//! Controlled client registry and broadcast channel.

use std::collections::HashMap;
use std::sync::{Arc, RwLock};
use std::time::Duration;

use serde::{Deserialize, Serialize};
use tokio::sync::{broadcast, Notify};
use tracing::debug;
use uuid::Uuid;

/// Messages broadcast to every registered client.
#[derive(Debug, Clone, PartialEq, Eq, Serialize, Deserialize)]
#[serde(tag = "type", rename_all = "SCREAMING_SNAKE_CASE")]
pub enum ClientMessage {
    /// All stores were deleted on request.
    CacheCleared,
    /// A new version took control of the client.
    ControllerChanged { version: String },
}

#[derive(Debug, Clone)]
struct ClientInfo {
    controller: Option<String>,
}

/// A registered page instance. Dropping it does not unregister; call
/// [`ClientRegistry::unregister`].
pub struct Client {
    pub id: Uuid,
    pub messages: broadcast::Receiver<ClientMessage>,
}

/// Set of controlled page instances.
#[derive(Clone)]
pub struct ClientRegistry {
    clients: Arc<RwLock<HashMap<Uuid, ClientInfo>>>,
    tx: broadcast::Sender<ClientMessage>,
    emptied: Arc<Notify>,
}

impl Default for ClientRegistry {
    fn default() -> Self {
        Self::new(64)
    }
}

impl ClientRegistry {
    /// Create a registry whose broadcast channel buffers `capacity` messages.
    pub fn new(capacity: usize) -> Self {
        let (tx, _) = broadcast::channel(capacity);
        Self {
            clients: Arc::new(RwLock::new(HashMap::new())),
            tx,
            emptied: Arc::new(Notify::new()),
        }
    }

    /// Register a new, uncontrolled client.
    pub fn register(&self) -> Client {
        let id = Uuid::new_v4();
        if let Ok(mut clients) = self.clients.write() {
            clients.insert(id, ClientInfo { controller: None });
        }
        debug!(client = %id, "Client registered");
        Client {
            id,
            messages: self.tx.subscribe(),
        }
    }

    pub fn unregister(&self, id: Uuid) {
        let now_empty = match self.clients.write() {
            Ok(mut clients) => {
                clients.remove(&id);
                clients.is_empty()
            }
            Err(_) => false,
        };
        debug!(client = %id, "Client unregistered");
        if now_empty {
            self.emptied.notify_waiters();
        }
    }

    pub fn len(&self) -> usize {
        self.clients.read().map(|c| c.len()).unwrap_or(0)
    }

    pub fn is_empty(&self) -> bool {
        self.len() == 0
    }

    /// Version controlling `id`, if any.
    pub fn controller_of(&self, id: Uuid) -> Option<String> {
        self.clients
            .read()
            .ok()
            .and_then(|c| c.get(&id).and_then(|info| info.controller.clone()))
    }

    /// Take control of every registered client immediately. Returns how many
    /// clients changed controller.
    pub fn claim(&self, version: &str) -> usize {
        let mut changed = 0;
        if let Ok(mut clients) = self.clients.write() {
            for info in clients.values_mut() {
                if info.controller.as_deref() != Some(version) {
                    info.controller = Some(version.to_string());
                    changed += 1;
                }
            }
        }
        if changed > 0 {
            self.broadcast(ClientMessage::ControllerChanged {
                version: version.to_string(),
            });
        }
        changed
    }

    /// Send to every client. Silently drops if nobody listens.
    pub fn broadcast(&self, message: ClientMessage) {
        let _ = self.tx.send(message);
    }

    /// Resolve once no clients are registered, polling as a fallback for
    /// registries mutated without notification.
    pub async fn wait_until_empty(&self) {
        loop {
            let notified = self.emptied.notified();
            if self.is_empty() {
                return;
            }
            tokio::select! {
                _ = notified => {}
                _ = tokio::time::sleep(Duration::from_millis(250)) => {}
            }
        }
    }
}

#[cfg(test)]
mod tests {
    use super::*;

    #[tokio::test]
    async fn test_broadcast_reaches_all_clients() {
        let registry = ClientRegistry::new(8);
        let mut a = registry.register();
        let mut b = registry.register();
        registry.broadcast(ClientMessage::CacheCleared);
        assert_eq!(a.messages.recv().await.unwrap(), ClientMessage::CacheCleared);
        assert_eq!(b.messages.recv().await.unwrap(), ClientMessage::CacheCleared);
    }

    #[tokio::test]
    async fn test_claim_sets_controller_and_notifies() {
        let registry = ClientRegistry::new(8);
        let mut client = registry.register();
        assert!(registry.controller_of(client.id).is_none());
        assert_eq!(registry.claim("v2"), 1);
        assert_eq!(registry.controller_of(client.id).as_deref(), Some("v2"));
        assert_eq!(
            client.messages.recv().await.unwrap(),
            ClientMessage::ControllerChanged {
                version: "v2".into()
            }
        );
        // Already controlled by v2.
        assert_eq!(registry.claim("v2"), 0);
    }

    #[test]
    fn test_broadcast_without_clients_does_not_panic() {
        let registry = ClientRegistry::default();
        registry.broadcast(ClientMessage::CacheCleared);
        assert!(registry.is_empty());
    }

    #[tokio::test]
    async fn test_wait_until_empty() {
        let registry = ClientRegistry::new(8);
        let client = registry.register();
        let waiter = {
            let registry = registry.clone();
            tokio::spawn(async move { registry.wait_until_empty().await })
        };
        tokio::task::yield_now().await;
        assert!(!waiter.is_finished());
        registry.unregister(client.id);
        tokio::time::timeout(Duration::from_secs(2), waiter)
            .await
            .unwrap()
            .unwrap();
    }

    #[test]
    fn test_message_wire_format() {
        let json = serde_json::to_string(&ClientMessage::CacheCleared).unwrap();
        assert_eq!(json, r#"{"type":"CACHE_CLEARED"}"#);
        let json = serde_json::to_string(&ClientMessage::ControllerChanged {
            version: "v3".into(),
        })
        .unwrap();
        assert_eq!(json, r#"{"type":"CONTROLLER_CHANGED","version":"v3"}"#);
    }
}
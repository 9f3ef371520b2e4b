//! WebSocket channel for controlled clients.

use axum::extract::ws::{Message, WebSocket, WebSocketUpgrade};
use axum::extract::State;
use tokio::sync::broadcast::error::RecvError;
use tracing::debug;

use crate::lifecycle::{Client, ClientRegistry};

use super::ServerState;

/// GET /__offline/clients: registers a client for as long as the socket is
/// open and streams every broadcast `ClientMessage` as JSON.
pub async fn clients(
    ws: WebSocketUpgrade,
    State(state): State<ServerState>,
) -> axum::response::Response {
    let registry = state.current().await.clients().clone();
    ws.on_upgrade(move |socket| async move {
        let client = registry.register();
        handle_socket(socket, &registry, client).await;
    })
}

async fn handle_socket(mut socket: WebSocket, registry: &ClientRegistry, client: Client) {
    let Client { id, mut messages } = client;
    debug!(client = %id, "Client connected");
    loop {
        tokio::select! {
            message = messages.recv() => {
                match message {
                    Ok(m) => {
                        let json = match serde_json::to_string(&m) {
                            Ok(j) => j,
                            Err(_) => continue,
                        };
                        if socket.send(Message::Text(json.into())).await.is_err() {
                            break;
                        }
                    }
                    Err(RecvError::Lagged(_)) => continue,
                    Err(RecvError::Closed) => break,
                }
            }
            incoming = socket.recv() => {
                match incoming {
                    Some(Ok(Message::Close(_))) | None | Some(Err(_)) => break,
                    _ => {}
                }
            }
        }
    }
    registry.unregister(id);
}
//! Error types for the offline proxy.
//!
//! Each component has its own error enum; [`ProxyError`] wraps them so the
//! lifecycle and front-end layers can use a single [`Result`] alias.

use thiserror::Error;

/// Failures raised by the store layer.
#[derive(Debug, Error)]
pub enum CacheError {
    /// The backend cannot be used at all (poisoned lock, missing directory).
    #[error("store backend unavailable: {0}")]
    Unavailable(String),

    /// A write would push the backend past its byte quota.
    #[error("store quota exceeded: need {needed} bytes, limit is {limit}")]
    QuotaExceeded { needed: u64, limit: u64 },

    /// Only GET requests can be used as store keys.
    #[error("cannot store a response for a {0} request")]
    UnsupportedMethod(String),

    /// Filesystem error from the disk backend.
    #[error("store I/O error: {0}")]
    Io(#[from] std::io::Error),

    /// A persisted store file could not be decoded.
    #[error("store file is corrupt: {0}")]
    Corrupt(String),
}

/// Transport-level failures. A non-2xx status is never a `NetworkError`.
#[derive(Debug, Error)]
pub enum NetworkError {
    #[error("transport failure: {0}")]
    Transport(String),

    #[error("invalid url: {0}")]
    InvalidUrl(String),

    /// No route to the network at all.
    #[error("network is offline")]
    Offline,
}

impl From<reqwest::Error> for NetworkError {
    fn from(err: reqwest::Error) -> Self {
        if err.is_builder() {
            NetworkError::InvalidUrl(err.to_string())
        } else {
            NetworkError::Transport(err.to_string())
        }
    }
}

/// Invalid use of the lifecycle state machine.
#[derive(Debug, Error)]
pub enum LifecycleError {
    #[error("cannot {action} while {from}")]
    InvalidTransition { from: String, action: &'static str },

    #[error("controller is not active")]
    NotActive,
}

/// Crate-level error.
#[derive(Debug, Error)]
pub enum ProxyError {
    #[error(transparent)]
    Cache(#[from] CacheError),

    #[error(transparent)]
    Network(#[from] NetworkError),

    #[error(transparent)]
    Lifecycle(#[from] LifecycleError),

    #[error("configuration error: {0}")]
    Config(String),

    #[error("invalid command: {0}")]
    Command(String),

    #[error("I/O error: {0}")]
    Io(#[from] std::io::Error),

    #[error("JSON error: {0}")]
    Json(#[from] serde_json::Error),
}

pub type Result<T> = std::result::Result<T, ProxyError>;
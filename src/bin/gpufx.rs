// gpufx — command-line driver for the GPU filters and the matmul benchmark.
//
//   gpufx matrix 512 256 384
//   gpufx filter median in.png out.png 3
//   gpufx --cpu --profile rpi filter gaussian in.jpg out.bmp 8
//
// Logging goes through env_logger, default level `info` (RUST_LOG overrides).

use std::error::Error;
use std::path::{Path, PathBuf};

use clap::{Args, Parser, Subcommand, ValueHint};
use image::{ColorType, DynamicImage, ImageBuffer, ImageFormat};

use gpufx::{
    BackendOptions, DevicePreference, DeviceProfile, FilterKind, GpuMatrixMultiplier, ImageLayout,
};

type Result<T> = std::result::Result<T, Box<dyn Error>>;

#[derive(Parser)]
#[command(author, version, about = "GPU image filters and tiled matrix multiplication")]
struct Cli {
    /// Prefer a CPU-class (software) adapter
    #[arg(long, global = true)]
    cpu: bool,

    /// Device profile: native or rpi (raspberry-pi)
    #[arg(long, global = true)]
    profile: Option<DeviceProfile>,

    #[command(subcommand)]
    command: Command,
}

#[derive(Subcommand)]
enum Command {
    /// Multiply (rows1 × cols1) by (cols1 × cols2) on CPU and GPU and compare
    Matrix(MatrixArgs),

    /// Apply a filter to an image file
    Filter(FilterArgs),
}

#[derive(Args)]
struct MatrixArgs {
    #[arg(value_parser = clap::value_parser!(u32).range(1..))]
    rows1: u32,
    #[arg(value_parser = clap::value_parser!(u32).range(1..))]
    cols1: u32,
    #[arg(value_parser = clap::value_parser!(u32).range(1..))]
    cols2: u32,
}

#[derive(Args)]
struct FilterArgs {
    /// gaussian, median, motion or radial
    #[arg(value_parser = parse_filter_kind)]
    kind: FilterKind,

    #[arg(value_hint = ValueHint::FilePath)]
    input: PathBuf,

    /// Format follows the extension (png, jpg, jpeg, bmp); anything else
    /// is written as <stem>.png
    #[arg(value_hint = ValueHint::FilePath)]
    output: PathBuf,

    /// Radius, length or intensity
    #[arg(default_value_t = 5, value_parser = clap::value_parser!(i32).range(0..))]
    param: i32,
}

fn parse_filter_kind(s: &str) -> std::result::Result<FilterKind, String> {
    s.parse().map_err(|e: gpufx::GpuError| e.to_string())
}

fn main() {
    env_logger::Builder::from_env(env_logger::Env::default().default_filter_or("info")).init();

    if let Err(err) = try_main() {
        eprintln!("error: {err}");
        std::process::exit(1);
    }
}

fn try_main() -> Result<()> {
    let cli = Cli::parse();

    let mut options = BackendOptions::from_env();
    if cli.cpu {
        options = options.with_preference(DevicePreference::CpuOnly);
    }
    if let Some(profile) = cli.profile {
        options = options.with_profile(profile);
    }

    match &cli.command {
        Command::Matrix(args) => run_matrix(args, &options),
        Command::Filter(args) => run_filter(args, &options),
    }
}

fn run_matrix(args: &MatrixArgs, options: &BackendOptions) -> Result<()> {
    let multiplier = GpuMatrixMultiplier::new(options)?;
    println!("Device: {}", multiplier.backend());
    let report = multiplier.run_benchmark(
        args.rows1 as usize,
        args.cols1 as usize,
        args.cols2 as usize,
    )?;
    println!("{report}");
    Ok(())
}

fn run_filter(args: &FilterArgs, options: &BackendOptions) -> Result<()> {
    let decoded = image::open(&args.input)?;
    let (layout, mut pixels) = to_interleaved(decoded, args.kind);
    log::info!("loaded {} ({layout})", args.input.display());

    let filter = args.kind.build(args.param, options)?;
    filter.apply(&mut pixels, layout.width, layout.height, layout.channels)?;
    println!("Applied {} (parameter {})", filter.name(), filter.parameter());

    let output = output_path(&args.output);
    save_interleaved(&output, layout, pixels)?;
    println!("Wrote {}", output.display());
    Ok(())
}

/// Decode into the 8-bit layout the filter will run on.
///
/// Filters with a fixed channel count get that layout; the rest keep the
/// file's own 8-bit layout (L, LA, RGB, RGBA). Deeper formats become RGBA.
fn to_interleaved(img: DynamicImage, kind: FilterKind) -> (ImageLayout, Vec<u8>) {
    let (width, height) = (img.width(), img.height());
    let (channels, data) = match (kind.required_channels(), img.color()) {
        (Some(4), _) => (4, img.into_rgba8().into_raw()),
        (Some(3), _) => (3, img.into_rgb8().into_raw()),
        (None, ColorType::L8) => (1, img.into_luma8().into_raw()),
        (None, ColorType::La8) => (2, img.into_luma_alpha8().into_raw()),
        (None, ColorType::Rgb8) => (3, img.into_rgb8().into_raw()),
        _ => (4, img.into_rgba8().into_raw()),
    };
    (ImageLayout::new(width, height, channels), data)
}

/// `path` if its extension names a supported output format, otherwise
/// `<stem>.png` beside it.
fn output_path(path: &Path) -> PathBuf {
    let supported = path
        .extension()
        .and_then(|e| e.to_str())
        .map(|e| matches!(e.to_ascii_lowercase().as_str(), "png" | "jpg" | "jpeg" | "bmp"))
        .unwrap_or(false);
    if supported {
        return path.to_path_buf();
    }
    let fallback = path.with_extension("png");
    log::warn!(
        "unsupported output extension for {}, writing {} instead",
        path.display(),
        fallback.display()
    );
    fallback
}

fn save_interleaved(path: &Path, layout: ImageLayout, data: Vec<u8>) -> Result<()> {
    let (w, h) = (layout.width, layout.height);
    let invalid = || format!("pixel buffer does not match {layout}");
    let img = match layout.channels {
        1 => DynamicImage::ImageLuma8(ImageBuffer::from_raw(w, h, data).ok_or_else(invalid)?),
        2 => DynamicImage::ImageLumaA8(ImageBuffer::from_raw(w, h, data).ok_or_else(invalid)?),
        3 => DynamicImage::ImageRgb8(ImageBuffer::from_raw(w, h, data).ok_or_else(invalid)?),
        _ => DynamicImage::ImageRgba8(ImageBuffer::from_raw(w, h, data).ok_or_else(invalid)?),
    };

    let format = ImageFormat::from_path(path)?;
    // JPEG has no alpha channel.
    let img = match (format, img.color().has_alpha()) {
        (ImageFormat::Jpeg, true) => DynamicImage::ImageRgb8(img.into_rgb8()),
        _ => img,
    };
    img.save_with_format(path, format)?;
    Ok(())
}
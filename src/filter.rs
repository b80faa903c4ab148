// filter.rs — the image filter capability and the filter factory.
//
// Every filter mutates an interleaved 8-bit buffer in place. A filter owns
// its own compute backend, built on construction and released on drop, so
// two filters never share device state.
//
//   let mut f = FilterKind::Median.build(3, &BackendOptions::from_env())?;
//   f.apply(&mut pixels, width, height, channels)?;
//   f.set_parameter(15);   // capped at 10, logged

use std::fmt;
use std::str::FromStr;

use crate::config::BackendOptions;
use crate::error::{GpuError, Result};
use crate::gpu::gaussian::GpuGaussianFilter;
use crate::gpu::median::GpuMedianFilter;
use crate::gpu::motion::GpuMotionBlurFilter;
use crate::gpu::radial::GpuRadialBlurFilter;

/// An in-place image filter with one integer parameter.
pub trait ImageFilter {
    /// Filter `pixels` (`width * height * channels` bytes, row-major,
    /// channel-interleaved) in place.
    ///
    /// At the filter's no-op parameter value, or for an empty image, the
    /// buffer is left untouched and no device work is done.
    ///
    /// # Errors
    /// `InvalidImageLength` if the slice does not match the dimensions;
    /// `UnsupportedChannelCount` (recoverable, buffer untouched) if the
    /// filter cannot handle this layout; any device error otherwise.
    fn apply(&self, pixels: &mut [u8], width: u32, height: u32, channels: u32) -> Result<()>;

    /// Set the parameter. Negative values clamp to 0; filter-specific
    /// ceilings apply. The device is not re-initialised.
    fn set_parameter(&mut self, value: i32);

    /// The effective parameter after clamping.
    fn parameter(&self) -> u32;

    /// Human-readable filter name.
    fn name(&self) -> &'static str;
}

/// Clamp a caller-supplied parameter to be non-negative.
#[inline]
pub fn clamp_parameter(value: i32) -> u32 {
    value.max(0) as u32
}

/// The available filters.
#[derive(Debug, Clone, Copy, PartialEq, Eq, Hash)]
pub enum FilterKind {
    Gaussian,
    Median,
    MotionBlur,
    RadialBlur,
}

impl FilterKind {
    pub const ALL: [FilterKind; 4] = [
        FilterKind::Gaussian,
        FilterKind::Median,
        FilterKind::MotionBlur,
        FilterKind::RadialBlur,
    ];

    /// Configuration key (`gaussian`, `median`, `motion`, `radial`).
    pub fn key(self) -> &'static str {
        match self {
            FilterKind::Gaussian => "gaussian",
            FilterKind::Median => "median",
            FilterKind::MotionBlur => "motion",
            FilterKind::RadialBlur => "radial",
        }
    }

    /// Display name, identical to `ImageFilter::name` of the built filter.
    pub fn display_name(self) -> &'static str {
        match self {
            FilterKind::Gaussian => GpuGaussianFilter::NAME,
            FilterKind::Median => GpuMedianFilter::NAME,
            FilterKind::MotionBlur => GpuMotionBlurFilter::NAME,
            FilterKind::RadialBlur => GpuRadialBlurFilter::NAME,
        }
    }

    /// The channel count the filter insists on, if any.
    pub fn required_channels(self) -> Option<u32> {
        match self {
            FilterKind::Gaussian => Some(GpuGaussianFilter::CHANNELS),
            _ => None,
        }
    }

    /// Construct the filter with an initial parameter.
    pub fn build(self, parameter: i32, options: &BackendOptions) -> Result<Box<dyn ImageFilter>> {
        log::debug!("building {} with parameter {parameter}", self.display_name());
        Ok(match self {
            FilterKind::Gaussian => Box::new(GpuGaussianFilter::with_options(parameter, options)?),
            FilterKind::Median => Box::new(GpuMedianFilter::with_options(parameter, options)?),
            FilterKind::MotionBlur => Box::new(GpuMotionBlurFilter::with_options(parameter, options)?),
            FilterKind::RadialBlur => Box::new(GpuRadialBlurFilter::with_options(parameter, options)?),
        })
    }
}

impl fmt::Display for FilterKind {
    fn fmt(&self, f: &mut fmt::Formatter<'_>) -> fmt::Result {
        f.write_str(self.key())
    }
}

impl FromStr for FilterKind {
    type Err = GpuError;

    fn from_str(s: &str) -> Result<Self> {
        let key = s.trim().to_ascii_lowercase();
        FilterKind::ALL
            .into_iter()
            .find(|k| k.key() == key)
            .ok_or_else(|| GpuError::UnknownFilter(s.to_string()))
    }
}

____

## Try it
Print, please, the lines above from the very first through the one that holds "pub enum ClientMessage", both included, word for word and with nothing else.

## Answer to the problem
//! Controlled client registry and broadcast channel.

use std::collections::HashMap;
use std::sync::{Arc, RwLock};
use std::time::Duration;

use serde::{Deserialize, Serialize};
use tokio::sync::{broadcast, Notify};
use tracing::debug;
use uuid::Uuid;

/// Messages broadcast to every registered client.
#[derive(Debug, Clone, PartialEq, Eq, Serialize, Deserialize)]
#[serde(tag = "type", rename_all = "SCREAMING_SNAKE_CASE")]
pub enum ClientMessage {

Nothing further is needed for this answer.